A North Queensland printer has dramatically cut down on reprints and ink costs and is bringing in more business by getting the latest colour certification.

Peter Martin, owner of Lotsa Print in Port Douglas, says reprints are down 75 per cent and ink costs 15 per cent since he achieved the ISO 12647 certification in August, saving $25,000-30,000 during that time.

“This is the best thing we have done in the past five years,” he says. “We can print on anything and have excellent consistency of colour across all printers and media.”

Martin says he got his business certified after ‘baffling’ problems with colour consistency and accuracy were drawing complaints from clients.

He enlisted the help of David Crowther at Colour Graphic Services (CGS), who assessed the colour on several sample jobs by Lotsa and found significant issues and suggested getting ISO certified would fix them.

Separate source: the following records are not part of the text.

//! Viewer configuration.

use serde::{Deserialize, Serialize};
use std::path::Path;
use std::time::Duration;
use thiserror::Error;

/// Gap under which two taps count as a double-tap.
pub const DEFAULT_DOUBLE_TAP_WINDOW_MS: u64 = 300;
/// Vertical displacement a swipe must exceed to dismiss the overlay.
pub const DEFAULT_SWIPE_DISMISS_PX: f64 = 50.0;

/// Configuration errors.
#[derive(Debug, Error)]
pub enum ConfigError {
    #[error("IO error: {0}")]
    Io(#[from] std::io::Error),
    #[error("Parse error: {0}")]
    Parse(#[from] serde_json::Error),
    #[error("Invalid config: {0}")]
    Invalid(String),
}

/// Result type for configuration loading.
pub type ConfigResult<T> = Result<T, ConfigError>;

/// Tunables for gesture recognition and the overlay.
///
/// Magnification values are relative to the fit-to-screen scale, so `1.0`
/// is the image exactly fitted inside the padded viewport.
#[derive(Debug, Clone, PartialEq, Serialize, Deserialize)]
#[serde(default)]
pub struct ViewerConfig {
    /// Double-tap window in milliseconds (strictly less than).
    pub double_tap_window_ms: u64,
    /// Swipe dismiss threshold in pixels (strictly greater than).
    pub swipe_dismiss_px: f64,
    /// Magnification applied by a double-tap.
    pub double_tap_zoom: f64,
    /// Factor applied by the zoom-in / zoom-out controls.
    pub zoom_step: f64,
    /// Upper bound on magnification.
    pub max_zoom: f64,
    /// Backdrop opacity (0.0-1.0).
    pub backdrop_opacity: f32,
    /// Padding around the fitted image, in points.
    pub overlay_padding: f32,
    /// Duration of the overlay fade, in milliseconds.
    pub show_animation_ms: u64,
}

impl Default for ViewerConfig {
    fn default() -> Self {
        Self {
            double_tap_window_ms: DEFAULT_DOUBLE_TAP_WINDOW_MS,
            swipe_dismiss_px: DEFAULT_SWIPE_DISMISS_PX,
            double_tap_zoom: 2.0,
            zoom_step: 1.25,
            max_zoom: 4.0,
            backdrop_opacity: 0.8,
            overlay_padding: 20.0,
            show_animation_ms: 300,
        }
    }
}

impl ViewerConfig {
    /// Double-tap window as a duration.
    pub fn double_tap_window(&self) -> Duration {
        Duration::from_millis(self.double_tap_window_ms)
    }

    /// Overlay fade duration in seconds.
    pub fn animation_secs(&self) -> f32 {
        self.show_animation_ms as f32 / 1000.0
    }

    /// Check that all values are usable.
    pub fn validate(&self) -> ConfigResult<()> {
        if self.double_tap_window_ms == 0 {
            return Err(ConfigError::Invalid(
                "double_tap_window_ms must be positive".to_string(),
            ));
        }
        if !(self.swipe_dismiss_px.is_finite() && self.swipe_dismiss_px > 0.0) {
            return Err(ConfigError::Invalid(
                "swipe_dismiss_px must be a positive number".to_string(),
            ));
        }
        if !(self.max_zoom.is_finite() && self.max_zoom >= 1.0) {
            return Err(ConfigError::Invalid("max_zoom must be at least 1.0".to_string()));
        }
        if !(self.double_tap_zoom > 1.0 && self.double_tap_zoom <= self.max_zoom) {
            return Err(ConfigError::Invalid(format!(
                "double_tap_zoom must be in (1.0, {}]",
                self.max_zoom
            )));
        }
        if !(self.zoom_step.is_finite() && self.zoom_step > 1.0) {
            return Err(ConfigError::Invalid("zoom_step must be greater than 1.0".to_string()));
        }
        if !(0.0..=1.0).contains(&self.backdrop_opacity) {
            return Err(ConfigError::Invalid(
                "backdrop_opacity must be within 0.0-1.0".to_string(),
            ));
        }
        if !(self.overlay_padding.is_finite() && self.overlay_padding >= 0.0) {
            return Err(ConfigError::Invalid(
                "overlay_padding must not be negative".to_string(),
            ));
        }
        Ok(())
    }

    /// Parse and validate a config from JSON. Missing fields use defaults.
    pub fn from_json(json: &str) -> ConfigResult<Self> {
        let config: Self = serde_json::from_str(json)?;
        config.validate()?;
        Ok(config)
    }

    /// Load and validate a config file.
    pub fn load(path: impl AsRef<Path>) -> ConfigResult<Self> {
        let path = path.as_ref();
        let json = std::fs::read_to_string(path)?;
        let config = Self::from_json(&json)?;
        log::info!("Loaded viewer config from {}", path.display());
        Ok(config)
    }
}

#[cfg(test)]
mod tests {
    use super::*;
    use std::io::Write;

    #[test]
    fn test_defaults() {
        let config = ViewerConfig::default();
        assert_eq!(config.double_tap_window(), Duration::from_millis(300));
        assert!((config.swipe_dismiss_px - 50.0).abs() < f64::EPSILON);
        assert!((config.backdrop_opacity - 0.8).abs() < f32::EPSILON);
        assert!(config.validate().is_ok());
    }

    #[test]
    fn test_partial_json_uses_defaults() {
        let config = ViewerConfig::from_json(r#"{ "swipe_dismiss_px": 80.0 }"#).unwrap();
        assert!((config.swipe_dismiss_px - 80.0).abs() < f64::EPSILON);
        assert_eq!(config.double_tap_window_ms, DEFAULT_DOUBLE_TAP_WINDOW_MS);
    }

    #[test]
    fn test_invalid_values_rejected() {
        let result = ViewerConfig::from_json(r#"{ "double_tap_window_ms": 0 }"#);
        assert!(matches!(result, Err(ConfigError::Invalid(_))));

        let result = ViewerConfig::from_json(r#"{ "double_tap_zoom": 8.0 }"#);
        assert!(matches!(result, Err(ConfigError::Invalid(_))));

        let result = ViewerConfig::from_json(r#"{ "backdrop_opacity": 1.5 }"#);
        assert!(matches!(result, Err(ConfigError::Invalid(_))));
    }

    #[test]
    fn test_malformed_json() {
        let result = ViewerConfig::from_json("{ not json");
        assert!(matches!(result, Err(ConfigError::Parse(_))));
    }

    #[test]
    fn test_load_from_file() {
        let mut file = tempfile::NamedTempFile::new().unwrap();
        write!(file, r#"{{ "zoom_step": 1.5 }}"#).unwrap();

        let config = ViewerConfig::load(file.path()).unwrap();
        assert!((config.zoom_step - 1.5).abs() < f64::EPSILON);
    }

    #[test]
    fn test_load_missing_file() {
        let dir = tempfile::tempdir().unwrap();
        let result = ViewerConfig::load(dir.path().join("missing.json"));
        assert!(matches!(result, Err(ConfigError::Io(_))));
    }
}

After four hard days at CGS and then colour fingerprinting Lotsa’s Ryobi 920 five-colour offset press and Fuji Xerox iGen4, the company passed the certification.

[Related: Getting certified]

Martin says it is too early to tell exactly how much more business is coming in, but sales are up on last year so far, clients are impressed and he is hoping to use the certification to attract government contracts.

“Staff and clients immediately saw a clear improvement in our output. Yes it was good before but now it was exceptional, skin tones, gradients, pictures and everything had that clarity and real life colour,” he says.

“We now print with great confidence – if a client queries the colour, we advise that we are certified and they accept that it is correct and their file has the wrong colour.

“We even found issues with the CTP that has now changed the way Agfa does service on their CTP units nationally, and had a competitor even comment to a supplier that our colour was bullet proof because we did the ISO.”

Martin says having the ISO certification makes a big difference because Lotsa is able to identify and correct problems before they affect print work.

“We no longer need to rely on press density settings or visual inspection to know if colour is correct – a quick 60-second scan and report tells us precisely where we are on colour accuracy, and staff can now do it every day and not rely on my assessments,” he says.

“We can see when the press or CTP is starting to wander and can take pro-active steps to correct it – before it would wander right off before we started getting complaints.

“Bloody printing machines move around a lot and you can do a lot of printing in a couple of weeks before someone notices, and all of it will have some level of error. As a small printer the savings really add up over time.”

Martin encourages printers to take advantage of a free colour check offered by CGS at PrintEx15 next month, which only eight printers have signed up to so far.

“We all believe as printers that our colour is top notch, yes we all notice it does wander at times but overall we are happy with it. That is just what we thought too,” Martin says.

Printers can bring in a few work samples and an ISO colour strip or test sheet printed on their machines to be checked against the standard and see if they have any problems.